[Saved data entries]
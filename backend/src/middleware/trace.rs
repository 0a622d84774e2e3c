//! Tracing middleware attaching a request-scoped trace identifier.
//!
//! Each incoming request receives a UUID stored in task-local storage. The
//! same UUID becomes the envelope's `meta.transaction_id` and is echoed in a
//! `Trace-Id` response header, so a client report can be matched to logs.
//!
//! Tokio task-local variables are not inherited across spawned tasks. Use
//! [`TraceId::scope`] when spawning new tasks or moving work onto blocking
//! threads to ensure the active trace identifier propagates correctly.

use std::task::{Context, Poll};
use std::time::Instant;

use actix_web::Error;
use actix_web::dev::{Service, ServiceRequest, ServiceResponse, Transform};
use actix_web::http::header::{HeaderName, HeaderValue};
use futures_util::future::{LocalBoxFuture, Ready, ready};
use tracing::{error, info};

use crate::domain::TraceId;

/// Tracing middleware attaching a request-scoped UUID, adding a `Trace-Id`
/// header to every response and logging one line per request.
///
/// Handlers can read the trace ID via [`TraceId::current`].
///
/// # Examples
/// ```
/// use actix_web::App;
/// use sharefood::Trace;
///
/// let app = App::new().wrap(Trace);
/// ```
#[derive(Clone)]
pub struct Trace;

impl<S, B> Transform<S, ServiceRequest> for Trace
where
    S: Service<ServiceRequest, Response = ServiceResponse<B>, Error = Error> + 'static,
    S::Future: 'static,
    B: 'static,
{
    type Response = ServiceResponse<B>;
    type Error = Error;
    type InitError = ();
    type Transform = TraceMiddleware<S>;
    type Future = Ready<Result<Self::Transform, Self::InitError>>;

    fn new_transform(&self, service: S) -> Self::Future {
        ready(Ok(TraceMiddleware { service }))
    }
}

/// Service wrapper produced by [`Trace`].
pub struct TraceMiddleware<S> {
    service: S,
}

impl<S, B> Service<ServiceRequest> for TraceMiddleware<S>
where
    S: Service<ServiceRequest, Response = ServiceResponse<B>, Error = Error> + 'static,
    S::Future: 'static,
    B: 'static,
{
    type Response = ServiceResponse<B>;
    type Error = Error;
    type Future = LocalBoxFuture<'static, Result<Self::Response, Self::Error>>;

    fn poll_ready(&self, cx: &mut Context<'_>) -> Poll<Result<(), Self::Error>> {
        self.service.poll_ready(cx)
    }

    fn call(&self, req: ServiceRequest) -> Self::Future {
        let trace_id = TraceId::generate();
        let method = req.method().to_string();
        let path = req.path().to_owned();
        let started = Instant::now();
        let fut = TraceId::scope(trace_id, self.service.call(req));
        Box::pin(async move {
            let mut res = match fut.await {
                Ok(res) => res,
                Err(err) => {
                    error!(
                        trace_id = %trace_id,
                        method = %method,
                        path = %path,
                        status = err.as_response_error().status_code().as_u16(),
                        elapsed_ms = started.elapsed().as_millis() as u64,
                        "request failed"
                    );
                    return Err(err);
                }
            };
            info!(
                trace_id = %trace_id,
                method = %method,
                path = %path,
                status = res.status().as_u16(),
                elapsed_ms = started.elapsed().as_millis() as u64,
                "request completed"
            );
            match HeaderValue::from_str(&trace_id.to_string()) {
                Ok(value) => {
                    res.response_mut()
                        .headers_mut()
                        .insert(HeaderName::from_static("trace-id"), value);
                }
                Err(error) => {
                    error!(
                        %error,
                        trace_id = %trace_id,
                        "failed to encode trace identifier header"
                    );
                }
            }
            Ok(res)
        })
    }
}

#[cfg(test)]
mod tests {
    //! Regression coverage for this module.
    use actix_web::{App, HttpResponse, test, web};
    use uuid::Uuid;

    use super::*;
    use crate::domain::{ResponseEnvelope, codes, settle};

    async fn call_traced<F, Fut, Res>(
        handler: F,
    ) -> (
        actix_web::dev::ServiceResponse<actix_web::body::BoxBody>,
        String,
    )
    where
        F: Fn() -> Fut + Clone + 'static,
        Fut: std::future::Future<Output = Res> + 'static,
        Res: actix_web::Responder + 'static,
    {
        let app =
            test::init_service(App::new().wrap(Trace).route("/", web::get().to(handler))).await;
        let req = test::TestRequest::get().uri("/").to_request();
        let res = test::call_service(&app, req).await;
        let trace_id = res
            .headers()
            .get("trace-id")
            .expect("trace id header")
            .to_str()
            .expect("header is ascii")
            .to_owned();
        (res, trace_id)
    }

    #[actix_web::test]
    async fn adds_a_uuid_trace_id_header() {
        let (_, trace_id) = call_traced(|| async { HttpResponse::Ok().finish() }).await;
        assert!(Uuid::parse_str(&trace_id).is_ok());
    }

    #[actix_web::test]
    async fn exposes_trace_id_in_handler() {
        let (res, trace_id) = call_traced(|| async move {
            let id = TraceId::current().expect("trace id in scope");
            HttpResponse::Ok().body(id.to_string())
        })
        .await;
        let body = test::read_body(res).await;
        let body = std::str::from_utf8(&body).expect("utf8 body");
        assert_eq!(trace_id, body);
    }

    #[actix_web::test]
    async fn envelope_transaction_id_matches_header() {
        let (res, trace_id) = call_traced(|| async move {
            let envelope = settle(
                "get_foods",
                Ok(ResponseEnvelope::success("get_foods", codes::OK, None)),
            );
            HttpResponse::Ok().json(envelope)
        })
        .await;
        let body: serde_json::Value = test::read_body_json(res).await;
        assert_eq!(
            body.pointer("/meta/transaction_id")
                .and_then(serde_json::Value::as_str),
            Some(trace_id.as_str())
        );
    }
}
//! Panic recovery middleware.
//!
//! A handler that panics would otherwise take its worker down with the
//! connection reset. [`CatchPanic`] converts the unwind into the generic 500
//! failure envelope, localised for the caller and carrying the request's
//! transaction id, and logs the panic with a backtrace.

use std::any::Any;
use std::backtrace::Backtrace;
use std::panic::AssertUnwindSafe;
use std::sync::Arc;
use std::task::{Context, Poll};

use actix_web::dev::{Service, ServiceRequest, ServiceResponse, Transform};
use actix_web::error::InternalError;
use actix_web::http::header::ACCEPT_LANGUAGE;
use actix_web::{Error, HttpResponse};
use futures_util::FutureExt as _;
use futures_util::future::{LocalBoxFuture, Ready, ready};
use tracing::error;
use uuid::Uuid;

use crate::domain::{MessageCatalog, ResponseEnvelope, TraceId};
use crate::inbound::http::language::negotiate;

/// Middleware answering panicking requests with a 500 failure envelope.
///
/// Wrap it inside [`crate::middleware::Trace`] so the envelope's
/// transaction id matches the `trace-id` header:
///
/// ```ignore
/// App::new().wrap(CatchPanic::new(catalog)).wrap(Trace)
/// ```
#[derive(Clone)]
pub struct CatchPanic {
    catalog: Arc<MessageCatalog>,
}

impl CatchPanic {
    /// Recover panics, rendering the envelope from `catalog`.
    pub fn new(catalog: Arc<MessageCatalog>) -> Self {
        Self { catalog }
    }
}

impl<S, B> Transform<S, ServiceRequest> for CatchPanic
where
    S: Service<ServiceRequest, Response = ServiceResponse<B>, Error = Error> + 'static,
    S::Future: 'static,
    B: 'static,
{
    type Response = ServiceResponse<B>;
    type Error = Error;
    type InitError = ();
    type Transform = CatchPanicMiddleware<S>;
    type Future = Ready<Result<Self::Transform, Self::InitError>>;

    fn new_transform(&self, service: S) -> Self::Future {
        ready(Ok(CatchPanicMiddleware {
            service,
            catalog: Arc::clone(&self.catalog),
        }))
    }
}

/// Service wrapper produced by [`CatchPanic`].
pub struct CatchPanicMiddleware<S> {
    service: S,
    catalog: Arc<MessageCatalog>,
}

fn panic_message(payload: &(dyn Any + Send)) -> &str {
    payload
        .downcast_ref::<&str>()
        .copied()
        .or_else(|| payload.downcast_ref::<String>().map(String::as_str))
        .unwrap_or("non-string panic payload")
}

/// Error carrying the localised 500 envelope for a panicked request.
///
/// The router needs sole ownership of the `HttpRequest`, so nothing here
/// holds on to it; the response is rendered from the error instead.
fn recovered(catalog: &MessageCatalog, language: &str, transaction_id: Uuid) -> Error {
    let envelope = ResponseEnvelope::panic_recovered()
        .with_transaction_id(transaction_id)
        .localize(catalog, language);
    let response = HttpResponse::InternalServerError()
        .insert_header(("trace-id", transaction_id.to_string()))
        .json(envelope);
    InternalError::from_response("handler panicked", response).into()
}

impl<S, B> Service<ServiceRequest> for CatchPanicMiddleware<S>
where
    S: Service<ServiceRequest, Response = ServiceResponse<B>, Error = Error> + 'static,
    S::Future: 'static,
    B: 'static,
{
    type Response = ServiceResponse<B>;
    type Error = Error;
    type Future = LocalBoxFuture<'static, Result<Self::Response, Self::Error>>;

    fn poll_ready(&self, cx: &mut Context<'_>) -> Poll<Result<(), Self::Error>> {
        self.service.poll_ready(cx)
    }

    fn call(&self, req: ServiceRequest) -> Self::Future {
        let method = req.method().to_string();
        let path = req.path().to_owned();
        let language = negotiate(
            req.headers()
                .get(ACCEPT_LANGUAGE)
                .and_then(|value| value.to_str().ok()),
            &self.catalog,
        );
        let catalog = Arc::clone(&self.catalog);
        let fut = self.service.call(req);

        Box::pin(async move {
            match AssertUnwindSafe(fut).catch_unwind().await {
                Ok(result) => result,
                Err(payload) => {
                    let transaction_id = TraceId::transaction_id();
                    error!(
                        panic = panic_message(payload.as_ref()),
                        method = %method,
                        path = %path,
                        %transaction_id,
                        backtrace = %Backtrace::force_capture(),
                        "handler panicked"
                    );
                    Err(recovered(&catalog, &language, transaction_id))
                }
            }
        })
    }
}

Task requirements: Look above and repeat, character for character, the lines from the first one to the line with "request-scoped UUID, adding", counting both.

The completed task:
filename backend/src/middleware/trace.rs
repository 0a622d84774e2e3c
//! Tracing middleware attaching a request-scoped trace identifier.
//!
//! Each incoming request receives a UUID stored in task-local storage. The
//! same UUID becomes the envelope's `meta.transaction_id` and is echoed in a
//! `Trace-Id` response header, so a client report can be matched to logs.
//!
//! Tokio task-local variables are not inherited across spawned tasks. Use
//! [`TraceId::scope`] when spawning new tasks or moving work onto blocking
//! threads to ensure the active trace identifier propagates correctly.

use std::task::{Context, Poll};
use std::time::Instant;

use actix_web::Error;
use actix_web::dev::{Service, ServiceRequest, ServiceResponse, Transform};
use actix_web::http::header::{HeaderName, HeaderValue};
use futures_util::future::{LocalBoxFuture, Ready, ready};
use tracing::{error, info};

use crate::domain::TraceId;

/// Tracing middleware attaching a request-scoped UUID, adding a `Trace-Id`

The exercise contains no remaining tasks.